You see, I think we have forgotten (both Christians and seculars) that there is no contradiction in saying that people have infinite value and terrible moral character. The two are not interdependent. The problem is that when we conflate judgement and love we end up losing either the ability to acknowledge reality (it was very bad for Bob to gossip to me about Henry), or we end up hating and devaluing beings of infinite worth.
 
So when people ask me not to judge them I have a bit of trouble. I guess you could say I'm judging you for asking me not to judge you. I just love you, that's all.

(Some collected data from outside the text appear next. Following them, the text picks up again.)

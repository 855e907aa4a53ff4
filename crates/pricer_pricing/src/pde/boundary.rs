//! Boundary conditions at the ends of the space domain.
//!
//! | direction | payoff | lower | upper |
//! |---|---|---|---|
//! | forward | call | Dirichlet 1 | Dirichlet 0 |
//! | forward | put | Dirichlet 0 | Neumann 1 |
//! | backward | call | Dirichlet 0 | Neumann 1 |
//! | backward | put | Dirichlet K | Neumann 0 |
//!
//! Forward grids hold the normalised price `C/F` as a function of moneyness,
//! backward grids the absolute price as a function of the forward level.

use pricer_models::instruments::EuropeanVanillaOption;

use super::mesh::Direction;

/// End of the space domain a condition applies to.
#[derive(Clone, Copy, Debug, PartialEq, Eq, Hash)]
pub enum BoundaryLocation {
    /// First node.
    Lower,
    /// Last node.
    Upper,
}

/// Condition imposed on the solution at one end of the domain.
#[derive(Clone, Copy, Debug, PartialEq)]
pub enum BoundaryCondition {
    /// Fixed value.
    Dirichlet {
        /// Value at the boundary node.
        level: f64,
        /// Boundary end.
        location: BoundaryLocation,
    },
    /// Fixed first derivative.
    Neumann {
        /// Derivative at the boundary.
        slope: f64,
        /// Boundary end.
        location: BoundaryLocation,
    },
}

impl BoundaryCondition {
    /// End of the domain the condition applies to.
    #[inline]
    pub fn location(&self) -> BoundaryLocation {
        match self {
            Self::Dirichlet { location, .. } | Self::Neumann { location, .. } => *location,
        }
    }
}

/// Picks the boundary conditions of a solve.
///
/// # Examples
///
/// ```rust
/// use pricer_models::instruments::EuropeanVanillaOption;
/// use pricer_pricing::pde::{BoundaryCondition, BoundaryConditionSelector, BoundaryLocation, Direction};
///
/// let put = EuropeanVanillaOption::put(90.0, 1.0).unwrap();
/// let (lower, upper) = BoundaryConditionSelector::select(&put, Direction::Backward);
///
/// assert_eq!(lower, BoundaryCondition::Dirichlet { level: 90.0, location: BoundaryLocation::Lower });
/// assert_eq!(upper, BoundaryCondition::Neumann { slope: 0.0, location: BoundaryLocation::Upper });
/// ```
#[derive(Clone, Copy, Debug, Default)]
pub struct BoundaryConditionSelector;

impl BoundaryConditionSelector {
    /// Lower and upper conditions for `option` solved in `direction`.
    pub fn select(
        option: &EuropeanVanillaOption<f64>,
        direction: Direction,
    ) -> (BoundaryCondition, BoundaryCondition) {
        use BoundaryLocation::{Lower, Upper};

        match (direction, option.is_call()) {
            (Direction::Forward, true) => (
                BoundaryCondition::Dirichlet {
                    level: 1.0,
                    location: Lower,
                },
                BoundaryCondition::Dirichlet {
                    level: 0.0,
                    location: Upper,
                },
            ),
            (Direction::Forward, false) => (
                BoundaryCondition::Dirichlet {
                    level: 0.0,
                    location: Lower,
                },
                BoundaryCondition::Neumann {
                    slope: 1.0,
                    location: Upper,
                },
            ),
            (Direction::Backward, true) => (
                BoundaryCondition::Dirichlet {
                    level: 0.0,
                    location: Lower,
                },
                BoundaryCondition::Neumann {
                    slope: 1.0,
                    location: Upper,
                },
            ),
            (Direction::Backward, false) => (
                BoundaryCondition::Dirichlet {
                    level: option.strike(),
                    location: Lower,
                },
                BoundaryCondition::Neumann {
                    slope: 0.0,
                    location: Upper,
                },
            ),
        }
    }
}
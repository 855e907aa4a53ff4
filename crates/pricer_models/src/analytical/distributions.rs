//! Standard normal distribution functions.
//!
//! This module provides:
//! - `norm_cdf`: Cumulative distribution function (CDF)
//! - `norm_pdf`: Probability density function (PDF)
//!
//! Both are generic over `T: Float`.

use num_traits::Float;

/// 1 / sqrt(2 * pi)
const FRAC_1_SQRT_2PI: f64 = 0.398_942_280_401_432_7;

/// Chebyshev coefficients of the erfc approximation, innermost first.
const ERFC_COEFFS: [f64; 10] = [
    -1.265_512_23,
    1.000_023_68,
    0.374_091_96,
    0.096_784_18,
    -0.186_288_06,
    0.278_868_07,
    -1.135_203_98,
    1.488_515_87,
    -0.822_152_23,
    0.170_872_77,
];

/// Convert an `f64` literal into `T`.
///
/// Every `Float` type used in this workspace represents these constants, so
/// the NaN fallback is unreachable in practice.
#[inline]
pub(crate) fn lit<T: Float>(x: f64) -> T {
    T::from(x).unwrap_or_else(T::nan)
}

/// Complementary error function.
///
/// Chebyshev fit with fractional error below 1.2e-7 everywhere, which keeps
/// the tails of `norm_cdf` accurate in relative terms (A&S 7.1.26 loses
/// relative accuracy for large arguments).
///
/// ```text
/// t = 1 / (1 + |x|/2)
/// erfc(|x|) = t * exp(-x² + P(t))
/// erfc(-x) = 2 - erfc(x)
/// ```
#[inline]
fn erfc<T: Float>(x: T) -> T {
    let z = x.abs();
    let t = T::one() / (T::one() + lit::<T>(0.5) * z);

    // Horner from the highest coefficient down
    let poly = ERFC_COEFFS
        .iter()
        .rev()
        .fold(T::zero(), |acc, &c| lit::<T>(c) + t * acc);
    let ans = t * (-z * z + poly).exp();

    if x >= T::zero() {
        ans
    } else {
        lit::<T>(2.0) - ans
    }
}

/// Standard normal cumulative distribution function.
///
/// ```text
/// Φ(x) = erfc(-x / sqrt(2)) / 2
/// ```
///
/// # Examples
/// ```
/// use pricer_models::analytical::distributions::norm_cdf;
///
/// assert!((norm_cdf(0.0_f64) - 0.5).abs() < 1e-7);
/// assert!(norm_cdf(-3.0_f64) < 0.01);
/// assert!(norm_cdf(3.0_f64) > 0.99);
/// ```
#[inline]
pub fn norm_cdf<T: Float>(x: T) -> T {
    lit::<T>(0.5) * erfc(-x / lit::<T>(std::f64::consts::SQRT_2))
}

/// Standard normal probability density function.
///
/// ```text
/// φ(x) = exp(-x² / 2) / sqrt(2π)
/// ```
///
/// # Examples
/// ```
/// use pricer_models::analytical::distributions::norm_pdf;
///
/// assert!((norm_pdf(0.0_f64) - 0.3989422804).abs() < 1e-9);
/// assert!((norm_pdf(1.0_f64) - 0.2419707245).abs() < 1e-9);
/// ```
#[inline]
pub fn norm_pdf<T: Float>(x: T) -> T {
    lit::<T>(FRAC_1_SQRT_2PI) * (-lit::<T>(0.5) * x * x).exp()
}
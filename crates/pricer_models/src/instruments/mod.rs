//! Instrument definitions.
//!
//! - [`EuropeanVanillaOption`]: European call or put
//! - [`InstrumentError`]: Construction errors

mod error;
mod vanilla;

pub use error::InstrumentError;
pub use vanilla::EuropeanVanillaOption;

Thursday, January 12, 2012

That's Me in the Mushy Moral Middle

In case there is someone out there who hasn't actually figured it out yet, I'm a Libertarian. As such, I was perusing reason.com (the big online libertarian magazine) the other day and I found an article which has helped me to understand some of the ambiguity I am still feeling towards the occupy movement (yes I know the movement seems to be practically dead thanks to all the reporters ignoring it to focus on the Republican primaries - and for crying out loud how wishy-washy can I possibly be to have not worked out my own position on it yet anyway). As a person of faith and sometimes teacher of ethics classes, I was struck by the ethical model this fellow, Jonathan Haidt, uses to analyze the moral appeals of various political cultures and find myself wondering how a holistic, pre-modern, philosophical Christian ought to think about these things.


For those of you who don't want to go read the article, Dr. Heidt's model sets up "six clusters of moral concerns": care/harm, fairness/cheating, liberty/oppression loyalty/betrayal, authority/subversion, and sanctity/degradation. In the article, he uses a representative sampling of protest signage from Zucatti Park to determine which clusters are more valued by the occupy crowd (and presumably by those who are sympathetic to said crowd). He finds that the occupy movement - and I think it is important to distinguish the apparent values of a collective movement from the real values individuals within that movement might hold - seems to value fairness/cheating above all other clusters with care/harm coming in a strong second. After that, liberty/oppression came in a very distant third and the remaining three clusters were hardly evident at all (a few signs could be stretched to say something about a few of them but it was quite a stretch.

I found this interesting enough that I followed a couple of links over to Dr. Heidt's research website where I took an online survey and discovered that, so far as his research is concerned, I value harm/care the most, followed by loyalty then fairness, sanctity and authority which, as it turns out, I don't care very much for (apparently liberty/oppression is a new category which has not yet been added to the online-questionnaire but I am reasonably sure that I would have ranked high in that category). So my question for this post is: Is this scheme a healthy one? I certainly think that it goes a way towards explaining my ambivalence towards the occupy folks since we heavily share one value but then go on to differ as regards others; but are either of us right? Am I mistaken in valuing authority the way I do? According to Dr. Heidt, Republicans would say that I value it to little and Democrats would say I like it too much. In fact I am between the two major political persuasions in everything except fairness which I value less than anyone and loyalty which I value more than anyone.

Or would you say that it is a mistake to even rank these values (I wouldn't say it but try to convince me, it could be fun!). Is it valid to say "I'm the kind of person who values authority more than anything else and am therefore more basically moral than anyone else"? I tend to think that my ranking is a pretty good one, but then I would wouldn't I?

Well there you have it. More questions than answers or opinions in this post but I would really like to get some thoughts from y'all (even if you are reading this eight months after it goes up).